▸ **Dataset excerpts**
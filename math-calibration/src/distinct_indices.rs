use rand::Rng;

/// Draws `N` indices from `[0, pool_size)`, distinct from each other and
/// from `exclude`, redrawing on every collision.
///
/// Terminates with probability one when `pool_size > N`; the configuration
/// builder enforces a population of at least four for `N = 3`.
pub(crate) fn distinct_indices<const N: usize, R: Rng + ?Sized>(
    exclude: usize,
    pool_size: usize,
    rng: &mut R,
) -> [usize; N] {
    debug_assert!(N < pool_size);
    let mut out = [0usize; N];
    for k in 0..N {
        out[k] = loop {
            let candidate = rng.random_range(0..pool_size);
            if candidate != exclude && !out[..k].contains(&candidate) {
                break candidate;
            }
        };
    }
    out
}

#[cfg(test)]
mod tests {
    use super::*;
    use crate::stream::RngStream;

    #[test]
    fn test_indices_are_distinct() {
        let mut rng = RngStream::new(17);
        for i in 0..200 {
            let exclude = i % 4;
            let [a, b, c] = distinct_indices::<3, _>(exclude, 4, &mut rng);
            let mut all = vec![a, b, c, exclude];
            all.sort_unstable();
            all.dedup();
            assert_eq!(all.len(), 4, "draw {}: {:?}", i, [a, b, c]);
        }
    }

    #[test]
    fn test_indices_cover_pool() {
        let mut rng = RngStream::new(2);
        let mut seen = [0usize; 10];
        for _ in 0..2_000 {
            for idx in distinct_indices::<3, _>(0, 10, &mut rng) {
                seen[idx] += 1;
            }
        }
        assert_eq!(seen[0], 0);
        for (idx, &count) in seen.iter().enumerate().skip(1) {
            assert!(count > 400, "index {} drawn only {} times", idx, count);
        }
    }
}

▸ **Your instructions**
Write out the lines above exactly, but only from the one containing "let mut seen = [0usize; 10];" through the last one.

▸ **Expected answer**
        let mut seen = [0usize; 10];
        for _ in 0..2_000 {
            for idx in distinct_indices::<3, _>(0, 10, &mut rng) {
                seen[idx] += 1;
            }
        }
        assert_eq!(seen[0], 0);
        for (idx, &count) in seen.iter().enumerate().skip(1) {
            assert!(count > 400, "index {} drawn only {} times", idx, count);
        }
    }
}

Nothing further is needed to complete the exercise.